Semoga Bahagia di Sana, Pak !



Masih jelas terbayang saat Idul Fitri kemarin, aku ngotot ingin foto keluarga. Ya.. kami berenam, aku, ibu, bapak, dan ketiga adikku. Saat itu tak terpikir bahwa itulah foto keluarga kami yang pertama dan yang terakhir.

Bapak yang bukan seorang perokok, dinyatakan menderita penyakit paru-paru. Maret lalu bapak menjalani penyedotan cairan di paru-paru dan pasca keluar dari RS, kami menjadikannya sebagai harapan baru bahwa bapak akan kembali sehat seperti sedia kala.

Sudah 4 bulan bapak menjalani rawat jalan dan diharuskan minum obat paru-paru selama 6 bulan. Setiap hari bapak rajin minum setumpuk obat bahkan saat puasa ramadhan sekalipun. Tekad bapak amat kuat untuk segera sembuh dan melanjutkan hari dengan gagah. Kami selalu menanamkan keyakinan bahwa bapak akan mengalahkan penyakitnya. Tapi aku salah. Kami salah. Ternyata keyakinan tersebut tidak bisa melawan takdir yang sudah Allah gariskan.

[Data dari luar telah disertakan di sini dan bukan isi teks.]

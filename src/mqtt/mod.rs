pub mod internal_commands;
pub mod ha_interface;

use std::collections::HashMap;
use lazy_static::lazy_static;
use tokio::sync::RwLock;
use crate::config::MqttConfig;
use crate::models::Roster;
use crate::mqtt::ha_interface::HaDiscover;
use log::{debug, error, info, warn};
use tokio::sync::mpsc::{Receiver, Sender};
use serde::{Serialize, Deserialize};
use rumqttc::{AsyncClient, Event, MqttOptions, Packet, QoS};
use std::time::{Duration, Instant};

#[derive(Clone)]
pub struct AppStatus {
    pub start_time: Instant,
    pub last_message_sent: Option<Instant>,
}

impl AppStatus {
    pub fn new() -> Self {
        Self {
            start_time: Instant::now(),
            last_message_sent: None,
        }
    }

    pub fn uptime_seconds(&self) -> u64 {
        self.start_time.elapsed().as_secs()
    }
}

/// One decoded value routed to its external channel
#[derive(Serialize, Deserialize, Debug, Clone, PartialEq)]
pub struct ChannelRecord {
    pub external_id: String,
    pub channel: String,
    pub value: f64,
    /// Milliseconds since the epoch
    pub timestamp: i64,
    pub meter_name: String,
}

/// All values decoded from one meter answer
#[derive(Serialize, Deserialize, Debug, Clone)]
pub struct MeteringData {
    pub id: String,
    pub meter_name: String,
    pub long_address: u32,
    pub transmission_time: u64,
    pub records: Vec<ChannelRecord>,
}

impl MeteringData {
    /// Flat channel -> value map as published per device
    pub fn values(&self) -> serde_json::Map<String, serde_json::Value> {
        let mut map = serde_json::Map::new();
        for record in self.records.iter() {
            map.insert(record.channel.clone(), serde_json::Value::from(record.value));
        }
        map
    }
}

pub struct PublishData {
    pub topic: String,
    pub payload: String,
    pub qos: u8,
    pub retain: bool,
}

pub struct SubscribeData {
    pub topic: String,
    pub sender: tokio::sync::mpsc::Sender<String>
}

pub enum Transmission {
    Metering(MeteringData),
    AutoDiscovery(HaDiscover),
    Subscribe(SubscribeData),
    Publish(PublishData)
}

pub struct MqttManager {
    rx: Receiver<Transmission>,
    exit_thread: bool,
    client: AsyncClient,
    base_topic: String,
}

pub struct Callbacks {
    calls: HashMap<String, Vec<tokio::sync::mpsc::Sender<String>>>,
}

impl Callbacks {
    pub fn new() -> Self {
        return Callbacks { calls: HashMap::new() };
    }

    pub fn insert(&mut self, topic: String, callback: tokio::sync::mpsc::Sender<String>) {
        debug!("Adding callback for topic {topic}");
        self.calls.entry(topic).or_default().push(callback);
    }

    pub async fn send(&self, topic: String, payload: String) {
        let v = match self.calls.get(&topic) {
            Some(v) => v,
            None => {
                debug!("Send for unknown topic {topic}");
                return;
            }
        };

        for call in v {
            debug!("Sending to callback: {payload}");
            if call.send(payload.clone()).await.is_err() {
                warn!("Callback for {topic} is gone");
            }
        }
    }

    pub fn get_topics(&self) -> Vec<String> {
        return self.calls.keys().cloned().collect();
    }
}

lazy_static! {
    pub static ref CALLBACKS: RwLock<Callbacks> = RwLock::new(Callbacks::new());
    pub static ref APP_STATUS: RwLock<AppStatus> = RwLock::new(AppStatus::new());
}

impl MqttManager {
    pub fn new(config: &MqttConfig) -> (Self, Sender<Transmission>) {
        let (mtx,mrx) = tokio::sync::mpsc::channel(100);

        info!("MQTT connection to {}:{} starting up", config.host, config.port);
        let mut mqttoptions   = MqttOptions::new(config.client_name.clone(), config.host.clone(), config.port);
        mqttoptions.set_keep_alive(Duration::from_secs(5));
        if !config.user.is_empty() {
            mqttoptions.set_credentials(config.user.clone(), config.pass.clone());
        }

        let (client, mut eventloop) = AsyncClient::new(mqttoptions, 10);

        // Spawn a new thread to handle the incomming commands
        let reconnect_c = client.clone();
        tokio::spawn( async move {
            info!("MQTT Eventloop started");
            loop {
                match eventloop.poll().await {
                    Ok(Event::Incoming(Packet::Publish(p))) => {
                        let topic = p.topic;
                        let payload = match String::from_utf8(p.payload.to_vec()) {
                            Ok(s) => s,
                            Err(_) => {
                                warn!("Non UTF-8 payload on {topic} ignored");
                                continue;
                            }
                        };
                        debug!("Received MQTT command {payload:?}");

                        let callback = CALLBACKS.read().await;
                        callback.send(topic.clone(), payload.clone()).await;
                    },
                    Ok(Event::Incoming(Packet::ConnAck(_))) => {
                        info!("Connected, resubscribing everything");

                        /* We are connected resubstribe to everything */
                        let callbacks = CALLBACKS.read().await.get_topics();
                        for callback in callbacks {
                            /* Move the resubscription to it's own thread */
                            let client_clone = reconnect_c.clone();
                            tokio::spawn(async move {
                                if let Err(e) = client_clone.subscribe(callback.clone(), QoS::AtLeastOnce).await {
                                    error!("Resubscribing {callback} failed: {e}");
                                }
                            });
                        }
                    },
                    Ok(_) => {},
                    Err(e) => {
                        error!("Error in MQTT {:?}, reconnecting ", e);
                        tokio::time::sleep(Duration::from_secs(1)).await;
                    }
                }
            }
        });

        return (MqttManager {
            client: client,
            rx: mrx,
            exit_thread: false,
            base_topic: config.base_topic.clone(),
        }, mtx);
    }

    pub async fn start_thread(&mut self) {

        // Handle all the incomming metering stuff
        while !self.exit_thread {
            let option = self.rx.recv().await;

            let transmission = match option {
                Some(t) => t,
                None => {
                    debug!("Reading returned none, we exit now");
                    self.exit_thread = true;
                    continue;
                }
            };

            match transmission {
                Transmission::Metering(data) => self.publish_metering(data).await,
                Transmission::AutoDiscovery(disc) => {
                    match serde_json::to_string(&disc) {
                        Ok(payload) => {
                            let _ = self.client.publish(disc.discover_topic.clone(), QoS::AtLeastOnce, true, payload).await;
                        }
                        Err(e) => error!("Discovery for {} can not be serialized: {e}", disc.get_dev_id()),
                    }
                }
                Transmission::Subscribe(subscribe_data) => {
                    let topic = format!("{}/{}", self.base_topic, subscribe_data.topic);
                    if self.client.subscribe(topic.clone(), QoS::AtLeastOnce).await.is_ok() {
                        CALLBACKS.write().await.insert(topic.clone(), subscribe_data.sender);
                        info!("Registered Callback {topic}");
                    }
                },
                Transmission::Publish(publish_data) => {
                    match self.client.publish(
                        publish_data.topic,
                        match publish_data.qos {
                            0 => QoS::AtMostOnce,
                            1 => QoS::AtLeastOnce,
                            2 => QoS::ExactlyOnce,
                            _ => QoS::AtMostOnce,
                        },
                        publish_data.retain,
                        publish_data.payload
                    ).await {
                        Err(e) => { error!("Error publishing: {}", e); },
                        Ok(_) => { debug!("Published successfully"); }
                    }
                },
            };
        }

        info!("Thread exit, waiting");
    }

    /* Best effort, a failed publish is logged and the batch is gone */
    async fn publish_metering(&self, data: MeteringData) {
        debug!("Metering data received: {}", data.id);

        let raw = match serde_json::to_string(&data) {
            Ok(s) => s,
            Err(e) => {
                error!("Metering data of {} can not be serialized: {e}", data.meter_name);
                return;
            }
        };

        match self.client.publish(format!("{}/raw", self.base_topic), QoS::AtLeastOnce, false, raw).await {
            Err(e) => { error!("Error sending: {}", e); },
            Ok(_) => {
                debug!("Send successfully");
                APP_STATUS.write().await.last_message_sent = Some(Instant::now());
            }
        }

        let values = serde_json::Value::Object(data.values()).to_string();
        if let Err(e) = self.client.publish(format!("{}/devs/{}", self.base_topic, data.meter_name), QoS::AtLeastOnce, false, values).await {
            error!("Error sending values of {}: {}", data.meter_name, e);
        }
    }
}

pub async fn get_app_status() -> AppStatus {
    APP_STATUS.read().await.clone()
}

pub async fn publish_uptime(mqtt_sender: &Sender<Transmission>, base_topic: &str) {
    let app_status = get_app_status().await;

    let uptime_publish = PublishData {
        topic: format!("{base_topic}/mgt/uptime"),
        payload: app_status.uptime_seconds().to_string(),
        qos: 1,
        retain: true,
    };
    let _ = mqtt_sender.send(Transmission::Publish(uptime_publish)).await;
}

pub async fn publish_meter_count(mqtt_sender: &Sender<Transmission>, base_topic: &str, count: usize) {
    let count_publish = PublishData {
        topic: format!("{base_topic}/mgt/meters/count"),
        payload: count.to_string(),
        qos: 1,
        retain: true,
    };
    let _ = mqtt_sender.send(Transmission::Publish(count_publish)).await;
}

/// Tell the outside world about a freshly built roster
pub async fn announce_roster(mqtt_sender: &Sender<Transmission>, roster: &Roster, config: &MqttConfig) {
    publish_meter_count(mqtt_sender, &config.base_topic, roster.len()).await;

    if !config.ha_enabled {
        return;
    }

    for meter in roster.meters() {
        let discover = ha_interface::discovery_for_meter(meter, &config.base_topic);
        let _ = mqtt_sender.send(Transmission::AutoDiscovery(discover)).await;
    }
}
//! Per-strategy request handlers.
//!
//! Every handler is callable with no in-memory context beyond its arguments
//! and always produces a response: storage failures are logged and turned
//! into the same synthesized offline responses as network failures.

use crate::cache::CacheManager;
use crate::http::{Request, Response};
use crate::network::Network;
use crate::queue::MutationQueue;
use tracing::{debug, error, warn};
use url::Url;

/// Cache-first handling of a static asset.
pub fn handle_static(network: &dyn Network, caches: &CacheManager, request: &Request) -> Response {
    match caches.lookup_static(&request.url) {
        Ok(Some(hit)) => {
            debug!(url = %request.url, "static asset served from cache");
            return hit;
        }
        Ok(None) => {}
        Err(e) => error!(url = %request.url, error = %e, "static cache lookup failed"),
    }

    match network.fetch(request) {
        Ok(response) => {
            if let Err(e) = caches.store_static(&request.url, &response) {
                error!(url = %request.url, error = %e, "could not cache static asset");
            }
            response
        }
        Err(e) => {
            warn!(url = %request.url, error = %e, "static asset unreachable and not cached");
            Response::offline_text()
        }
    }
}

/// Network-first handling of a top-level navigation.
///
/// A successful fetch becomes the cached shell under `shell_url`, so the
/// fallback is always the latest HTML that actually loaded.
pub fn handle_navigation(
    network: &dyn Network,
    caches: &CacheManager,
    shell_url: &Url,
    request: &Request,
) -> Response {
    match network.fetch(request) {
        Ok(response) => {
            if let Err(e) = caches.store_static(shell_url, &response) {
                error!(url = %request.url, error = %e, "could not cache app shell");
            }
            response
        }
        Err(e) => {
            warn!(url = %request.url, error = %e, "navigation failed; trying cached shell");
            match caches.lookup_static(shell_url) {
                Ok(Some(shell)) => shell,
                Ok(None) => Response::offline_text(),
                Err(e) => {
                    error!(error = %e, "shell cache lookup failed");
                    Response::offline_text()
                }
            }
        }
    }
}

/// Network-first handling of an API read with a timed cache fallback.
///
/// Any completed response, error statuses included, is cached and returned.
/// Only a failed fetch falls back, and only to an entry younger than the
/// freshness limit.
pub fn handle_api_read(network: &dyn Network, caches: &CacheManager, request: &Request) -> Response {
    let error = match network.fetch(request) {
        Ok(response) => {
            if let Err(e) = caches.store_api(&request.url, &response) {
                error!(url = %request.url, error = %e, "could not cache API response");
            }
            return response;
        }
        Err(e) => e,
    };

    match caches.lookup_api(&request.url) {
        Ok(Some(hit)) if caches.is_fresh(&hit) => {
            debug!(url = %request.url, age_ms = hit.age_ms, "API read served from cache");
            hit.response
        }
        Ok(Some(hit)) => {
            warn!(url = %request.url, age_ms = hit.age_ms, error = %error, "API cache too old; reporting offline");
            Response::offline_json()
        }
        Ok(None) => {
            warn!(url = %request.url, error = %error, "API read unreachable and not cached");
            Response::offline_json()
        }
        Err(e) => {
            error!(url = %request.url, error = %e, "API cache lookup failed");
            Response::offline_json()
        }
    }
}

/// Handling of an API write: send it, or queue it if the network is gone.
///
/// A completed response is returned untouched whatever its status; deciding
/// what a 4xx means is the caller's job.
pub fn handle_api_mutation(
    network: &dyn Network,
    queue: &MutationQueue,
    queued_message: &str,
    request: &Request,
) -> Response {
    let error = match network.fetch(request) {
        Ok(response) => return response,
        Err(e) => e,
    };

    warn!(method = %request.method, url = %request.url, error = %error, "mutation failed; queueing");
    match queue.enqueue(request) {
        Ok(_) => Response::queued(queued_message),
        Err(e) => {
            error!(method = %request.method, url = %request.url, error = %e, "could not queue mutation");
            Response::enqueue_failed()
        }
    }
}
//! In-memory byte log.

use crate::backend::StorageBackend;
use crate::error::{StorageError, StorageResult};
use parking_lot::RwLock;
use std::sync::Arc;

/// A byte log held in process memory.
///
/// Cloning an `InMemoryBackend` does **not** copy the bytes: every clone
/// appends to and reads from the same buffer. A test can therefore hand one
/// clone to a queue store, drop the store (the "worker" is evicted), and
/// open a fresh store over another clone to observe exactly what survived.
///
/// ```rust
/// use outpost_storage::{StorageBackend, InMemoryBackend};
///
/// let mut first = InMemoryBackend::new();
/// let second = first.clone();
/// first.append(b"entry").unwrap();
/// assert_eq!(second.size().unwrap(), 5);
/// ```
#[derive(Debug, Default, Clone)]
pub struct InMemoryBackend {
    data: Arc<RwLock<Vec<u8>>>,
}

impl InMemoryBackend {
    /// Creates a new empty log.
    #[must_use]
    pub fn new() -> Self {
        Self::default()
    }

    /// Creates a log holding pre-existing bytes.
    ///
    /// Useful for feeding hand-crafted or damaged logs to recovery code.
    #[must_use]
    pub fn with_data(data: Vec<u8>) -> Self {
        Self {
            data: Arc::new(RwLock::new(data)),
        }
    }

    /// Returns a copy of everything in the log.
    #[must_use]
    pub fn data(&self) -> Vec<u8> {
        self.data.read().clone()
    }

    /// Overwrites a single byte in place.
    ///
    /// Only meant for corrupting logs in recovery tests.
    pub fn poke(&self, offset: usize, byte: u8) {
        if let Some(slot) = self.data.write().get_mut(offset) {
            *slot = byte;
        }
    }
}

impl StorageBackend for InMemoryBackend {
    fn read_at(&self, offset: u64, len: usize) -> StorageResult<Vec<u8>> {
        let data = self.data.read();
        let size = data.len() as u64;
        let start = offset as usize;
        let end = start.saturating_add(len);

        if offset > size || end > data.len() {
            return Err(StorageError::ReadPastEnd { offset, len, size });
        }

        Ok(data[start..end].to_vec())
    }

    fn append(&mut self, bytes: &[u8]) -> StorageResult<u64> {
        let mut data = self.data.write();
        let offset = data.len() as u64;
        data.extend_from_slice(bytes);
        Ok(offset)
    }

    fn flush(&mut self) -> StorageResult<()> {
        Ok(())
    }

    fn size(&self) -> StorageResult<u64> {
        Ok(self.data.read().len() as u64)
    }

    fn sync(&mut self) -> StorageResult<()> {
        Ok(())
    }

    fn truncate(&mut self, new_size: u64) -> StorageResult<()> {
        let mut data = self.data.write();
        let size = data.len() as u64;

        if new_size > size {
            return Err(StorageError::TruncateBeyondEnd {
                requested: new_size,
                size,
            });
        }

        data.truncate(new_size as usize);
        Ok(())
    }
}

#[cfg(test)]
mod tests {
    use super::*;
    use proptest::prelude::*;

    #[test]
    fn memory_offsets_follow_appends() {
        let mut log = InMemoryBackend::new();

        assert_eq!(log.append(b"first").unwrap(), 0);
        assert_eq!(log.append(b"-second").unwrap(), 5);
        assert_eq!(log.size().unwrap(), 12);
        assert_eq!(log.read_at(5, 7).unwrap(), b"-second");
    }

    #[test]
    fn memory_clones_share_bytes() {
        let mut writer = InMemoryBackend::new();
        let reader = writer.clone();

        writer.append(b"survives respawn").unwrap();
        drop(writer);

        assert_eq!(reader.read_at(0, 16).unwrap(), b"survives respawn");
    }

    #[test]
    fn memory_read_past_end_fails() {
        let mut log = InMemoryBackend::new();
        log.append(b"abc").unwrap();

        assert!(matches!(
            log.read_at(2, 5),
            Err(StorageError::ReadPastEnd { size: 3, .. })
        ));
        assert!(matches!(
            log.read_at(9, 0),
            Err(StorageError::ReadPastEnd { .. })
        ));
    }

    #[test]
    fn memory_truncate_cuts_tail() {
        let mut log = InMemoryBackend::with_data(b"good-torn".to_vec());
        log.truncate(4).unwrap();
        assert_eq!(log.data(), b"good");

        assert!(matches!(
            log.truncate(10),
            Err(StorageError::TruncateBeyondEnd {
                requested: 10,
                size: 4
            })
        ));
    }

    #[test]
    fn memory_poke_corrupts_single_byte() {
        let log = InMemoryBackend::with_data(vec![0, 0, 0]);
        log.poke(1, 0xFF);
        log.poke(99, 0xFF);
        assert_eq!(log.data(), vec![0, 0xFF, 0]);
    }

    proptest! {
        #[test]
        fn memory_appends_read_back(chunks in prop::collection::vec(prop::collection::vec(any::<u8>(), 0..64), 0..16)) {
            let mut log = InMemoryBackend::new();
            let mut offsets = Vec::new();
            for chunk in &chunks {
                offsets.push(log.append(chunk).unwrap());
            }
            for (chunk, offset) in chunks.iter().zip(offsets) {
                prop_assert_eq!(&log.read_at(offset, chunk.len()).unwrap(), chunk);
            }
        }
    }
}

Pagi itu, Kamis tanggal 27 Juli 2017, aku mendapat kabar dari ibu bahwa bapak sakit. Aku tidak mempunyai firasat apa-apa. Padahal kemarin bapak masih sehat meneleponku menginginkan oleh-oleh martabak saat aku pulang nanti. Belum sempat aku belikan, sekitar jam 08.00 bapak ternyata sudah dipanggil Allah ketika aku masih di perjalanan menuju Citayam. Saat itu, aku masih berusaha meyakinkan diri bapak masih hidup.

Sampai di rumah, bapak terbujur kaku dengan mata terpejam diiringi tangisan ibu dan adik-adikku. Aku histeris, teriak. Ku buka mata bapak, aku mencium bapak, sambil terus berkata, “Bapak bangun pak. Ini rina. Bapak jangan pergi. Bapak bangun pak.” Sampai ustadzah merangkulku dan menuntunku untuk terus beristighfar.

Bapak kenapa enggak nungguin rina sama adek-adek jadi orang sukses? Kenapa ga nungguin rina dan adek-adek nikah terus bapak bisa main sama cucu? Kenapa bapak ga nungguin rina bisa nepatin janji-janji rina buat ngebahagiain bapak? Paling enggak, kenapa bapak ga nungguin rina sebentar aja biar bisa nemenin bapak di detik-detik terakhir? Apa bapak marah sama rina?
Pertanyaan demi pertanyaan terus memutar di kepalaku, sambil terus kupandangi jasad bapak. Matanya tak juga terbuka, napasnya tak kunjung ada. Aku berharap bapak hanya mati suri. Aku berharap bapak bangun dari tidurnya. Tapi aku salah. 
Kehidupan di dunia ini yang justru hanyalah mimpi. Bapak bangun dari tidurnya untuk melanjutkan kehidupan di alam sana.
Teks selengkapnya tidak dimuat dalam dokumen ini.